In conclusion, we report the clinical features of an African patient with arRP caused by a novel homozygous nonsense variant c.295G>A, (p. Glu99Lys) in the REEP6 gene. Future studies will more accurately determine the clinical course of REEP6-related RP patients as well as the precise boundaries of REEP6 mutations.

Funding/Support

YCL is supported by the China Scholarship Council (NO.201806320164).

SHT and the Jonas Children’s Vision Care is supported by the National Institute of Health 5P30CA013696, U01EY030580, R24EY027285, 5P30EY019007, R01EY018213, R01EY024698, R01EY026682, R21AG050437, the Schneeweiss Stem Cell Fund, New York State [SDHDOH01-C32590GG-3450000], the Foundation Fighting Blindness New York Regional Research Center Grant [C-NY05-0705-0312], Nancy & Kobi Karp, the Crowley Family Funds, The Rosenbaum Family Foundation, Alcon Research Institute, the Gebroe Family Foundation, the Research to Prevent Blindness (RPB) Physician-Scientist Award, unrestricted funds from RPB, New York, NY, USA.

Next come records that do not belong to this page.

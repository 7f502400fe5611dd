//! Static advice lookups
//!
//! Trigger-factor and prevention-tip text keyed by symptom name, and
//! recommended-action text keyed by (metric, severity). Symptoms or
//! metrics absent from the tables get a generic fallback so every finding
//! carries usable text.

use crate::model::derived::Severity;

/// Advice attached to a detected symptom pattern
#[derive(Debug, Clone)]
pub struct SymptomAdvice {
    pub trigger_factors: Vec<String>,
    pub prevention_tips: Vec<String>,
}

/// Look up advice for a symptom, falling back to generic text
pub fn advice_for_symptom(symptom: &str) -> SymptomAdvice {
    let (triggers, tips): (&[&str], &[&str]) = match symptom.to_lowercase().as_str() {
        "headache" => (
            &["hormonal shifts", "dehydration", "poor sleep"],
            &[
                "Stay hydrated through the day",
                "Keep a regular sleep schedule",
                "Limit caffeine in the luteal phase",
            ],
        ),
        "cramps" => (
            &["prostaglandin release", "low magnesium"],
            &[
                "Apply a heating pad to the lower abdomen",
                "Gentle stretching or yoga",
                "Consider magnesium-rich foods",
            ],
        ),
        "bloating" => (
            &["water retention", "high sodium intake", "hormonal shifts"],
            &[
                "Reduce salty foods in the days before your period",
                "Stay hydrated",
                "Light walks after meals",
            ],
        ),
        "fatigue" => (
            &["low iron during menstruation", "disrupted sleep", "hormonal shifts"],
            &[
                "Prioritize 7-8 hours of sleep",
                "Include iron-rich foods",
                "Schedule lighter activity on heavy-flow days",
            ],
        ),
        "mood swings" => (
            &["estrogen and progesterone fluctuation", "stress", "poor sleep"],
            &[
                "Regular exercise helps stabilize mood",
                "Practice brief relaxation exercises",
                "Track triggers alongside your cycle",
            ],
        ),
        "breast tenderness" => (
            &["hormonal shifts", "caffeine"],
            &[
                "Wear a supportive bra",
                "Reduce caffeine in the luteal phase",
            ],
        ),
        "acne" => (
            &["androgen fluctuation", "stress"],
            &[
                "Keep a consistent gentle skincare routine",
                "Avoid touching your face",
            ],
        ),
        "insomnia" => (
            &["progesterone drop before menstruation", "evening screen time"],
            &[
                "Keep a consistent bedtime",
                "Avoid screens in the last hour before sleep",
            ],
        ),
        "anxiety" => (
            &["hormonal shifts", "elevated stress", "caffeine"],
            &[
                "Breathing exercises or short meditation",
                "Limit caffeine late in the day",
            ],
        ),
        _ => (
            &["hormonal shifts across the cycle"],
            &[
                "Track this symptom alongside sleep, stress and activity",
                "Discuss persistent symptoms with a healthcare provider",
            ],
        ),
    };

    SymptomAdvice {
        trigger_factors: triggers.iter().map(|s| s.to_string()).collect(),
        prevention_tips: tips.iter().map(|s| s.to_string()).collect(),
    }
}

/// Recommended action for an anomalous reading, keyed by (metric, severity)
pub fn action_for_anomaly(metric: &str, severity: Severity) -> String {
    let metric_key = metric.to_lowercase();
    match (metric_key.as_str(), severity) {
        ("heart_rate", Severity::High | Severity::Critical) => {
            "Resting heart rate is well outside your usual range. Rest today and consult a provider if it persists.".to_string()
        }
        ("heart_rate", _) => {
            "Heart rate is a little off baseline. Worth noting alongside sleep and stress.".to_string()
        }
        ("sleep_hours", Severity::High | Severity::Critical) => {
            "Sleep is far from your usual. Protect tonight's sleep window and avoid late stimulants.".to_string()
        }
        ("sleep_hours", _) => {
            "Sleep drifted from baseline. Aim for your regular bedtime tonight.".to_string()
        }
        ("steps", Severity::High | Severity::Critical) => {
            "Activity is far from your usual level. If you're feeling unwell, rest; otherwise a short walk can help.".to_string()
        }
        ("steps", _) => {
            "Activity is a bit off baseline. A light walk keeps the routine going.".to_string()
        }
        (_, Severity::High | Severity::Critical) => format!(
            "{} deviated strongly from your baseline. Keep an eye on it and consult a provider if it persists.",
            metric
        ),
        (_, _) => format!("{} drifted from your baseline. Worth watching over the next few days.", metric),
    }
}

#[cfg(test)]
mod tests {
    use super::*;

    #[test]
    fn test_known_symptom_has_specific_advice() {
        let advice = advice_for_symptom("Headache");
        assert!(advice
            .trigger_factors
            .iter()
            .any(|t| t.contains("dehydration")));
        assert!(!advice.prevention_tips.is_empty());
    }

    #[test]
    fn test_unknown_symptom_gets_fallback() {
        let advice = advice_for_symptom("mystery symptom");
        assert!(!advice.trigger_factors.is_empty());
        assert!(!advice.prevention_tips.is_empty());
    }

    #[test]
    fn test_anomaly_action_varies_by_severity() {
        let routine = action_for_anomaly("heart_rate", Severity::Low);
        let urgent = action_for_anomaly("heart_rate", Severity::Critical);
        assert_ne!(routine, urgent);
        assert!(urgent.contains("consult"));
    }

    #[test]
    fn test_unknown_metric_action_names_the_metric() {
        let action = action_for_anomaly("skin_temp", Severity::Medium);
        assert!(action.contains("skin_temp"));
    }
}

JRS is supported by a NIH grant [R01EY024091].

VBM is supported by NIH grants [R01EY026682, R01EY024665, R01EY025225, R01EY024698, R21AG050437, and P30EY026877], and Research to Prevent Blindness (RPB), New York, NY. GV is supported by NIH grants [F30EYE027986 and T32GM007337].

Footnotes

Publisher's Disclaimer: This Author Accepted Manuscript is a PDF file of an unedited peer-reviewed manuscript that has been accepted for publication but has not been copyedited or corrected. The official version of record that is published in the journal is kept up to date and so may therefore differ from this version.

Conflicts of Interest

There are no conflicts of interest to disclose for any author.

Ethics approval and consent to participate

All study procedures were defined, and patient consent was obtained as outlined by the protocol #AAAB6560 approved by the Institutional Review Board at Columbia University Medical Center. The study adhered to the tenets of the Declaration of Helsinki.